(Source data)
********

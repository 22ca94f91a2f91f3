//! Lifecycle notifications.
//!
//! Every routed plan and every status transition is published on a
//! broadcast channel so that observers (audit logs, webhooks, dashboards)
//! can follow payments without polling the store.

use chainroute_core::{ChainId, PaymentId, PaymentStatus};
use chrono::{DateTime, Utc};
use serde::{Deserialize, Serialize};
use tokio::sync::broadcast;

/// Events emitted by the routing engine.
#[derive(Debug, Clone, PartialEq, Serialize, Deserialize)]
#[serde(tag = "type", rename_all = "snake_case")]
pub enum LifecycleEvent {
    /// A new plan was created in `Pending`.
    Routed {
        payment_id: PaymentId,
        chain: ChainId,
        needs_mixing: bool,
        at: DateTime<Utc>,
    },
    /// A plan moved between lifecycle states.
    StatusChanged {
        payment_id: PaymentId,
        from: PaymentStatus,
        to: PaymentStatus,
        at: DateTime<Utc>,
    },
}

impl LifecycleEvent {
    pub fn payment_id(&self) -> PaymentId {
        match self {
            Self::Routed { payment_id, .. } | Self::StatusChanged { payment_id, .. } => *payment_id,
        }
    }
}

/// Fan-out of [`LifecycleEvent`]s to any number of subscribers.
#[derive(Clone)]
pub struct EventBus {
    sender: broadcast::Sender<LifecycleEvent>,
}

impl EventBus {
    pub fn new(capacity: usize) -> Self {
        let (sender, _) = broadcast::channel(capacity.max(1));
        Self { sender }
    }

    pub fn subscribe(&self) -> broadcast::Receiver<LifecycleEvent> {
        self.sender.subscribe()
    }

    /// Publish an event. Having no subscribers is not an error.
    pub fn publish(&self, event: LifecycleEvent) {
        if self.sender.send(event).is_err() {
            tracing::trace!("lifecycle event dropped: no subscribers");
        }
    }

    pub fn subscriber_count(&self) -> usize {
        self.sender.receiver_count()
    }
}
//! `chainroute recommend`: Preview the chain a payment would likely use.

use chainroute_core::PrivacyLevel;
use clap::Args;
use serde::{Deserialize, Serialize};

use crate::client::NodeClient;
use crate::commands::route::parse_choice;

#[derive(Args, Debug)]
pub struct RecommendArgs {
    /// Amount in `currency` units.
    #[arg(short, long)]
    pub amount: f64,

    /// Currency code.
    #[arg(short, long, default_value = "USD")]
    pub currency: String,

    /// Privacy tier: low, medium, high, maximum.
    #[arg(long, default_value = "low", value_parser = parse_choice::<PrivacyLevel>)]
    pub privacy: PrivacyLevel,
}

#[derive(Serialize)]
struct Query<'a> {
    amount: f64,
    currency: &'a str,
    privacy: PrivacyLevel,
}

#[derive(Serialize, Deserialize)]
struct RecommendResponse {
    chain: String,
}

pub async fn run(client: &NodeClient, args: &RecommendArgs) -> anyhow::Result<()> {
    let query = Query {
        amount: args.amount,
        currency: &args.currency,
        privacy: args.privacy,
    };
    let resp: RecommendResponse = client.get_query("/recommend", &query).await?;
    if !client.print_json(&resp)? {
        println!(
            "Recommended chain for {} {} at {} privacy: {}",
            args.amount, args.currency, args.privacy, resp.chain
        );
    }
    Ok(())
}
pub mod chains;
pub mod payment;
pub mod recommend;
pub mod route;
pub mod stats;
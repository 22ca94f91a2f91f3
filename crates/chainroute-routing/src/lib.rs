//! Chainroute Routing: backend selection for the settlement routing engine.
//!
//! This crate provides:
//! - [`ChainRegistry`]: copy-on-write registry of chain capability profiles.
//! - [`RateTable`] and [`RateSnapshot`]: atomically swapped USD exchange rates.
//! - [`FeeCalculator`]: congestion-aware fee estimates per chain.
//! - [`scoring`]: the four-criterion (amount, privacy, speed, cost) score.
//! - [`Router`]: ranks enabled chains for a request and offers a quick
//!   recommendation heuristic.

pub mod error;
pub mod fees;
pub mod rates;
pub mod registry;
pub mod scoring;
pub mod selector;

// Re-exports for convenience.
pub use error::RoutingError;
pub use fees::{CongestionFeed, FeeCalculator, StaticCongestion};
pub use rates::{
    convert, default_rates, default_rates_with, ExchangeRateFeed, RateSnapshot, RateTable,
    StaticRateFeed,
};
pub use registry::{default_profiles, ChainRegistry};
pub use scoring::ScoredCandidate;
pub use selector::Router;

********

Exercise instructions. Using the entries shown above, reproduce verbatim the lines from the line bearing "value_parser = parse_choice::<PrivacyLevel>)]" to the line bearing "let query = Query", inclusive.

Response below.
    #[arg(long, default_value = "low", value_parser = parse_choice::<PrivacyLevel>)]
    pub privacy: PrivacyLevel,
}

#[derive(Serialize)]
struct Query<'a> {
    amount: f64,
    currency: &'a str,
    privacy: PrivacyLevel,
}

#[derive(Serialize, Deserialize)]
struct RecommendResponse {
    chain: String,
}

pub async fn run(client: &NodeClient, args: &RecommendArgs) -> anyhow::Result<()> {
    let query = Query {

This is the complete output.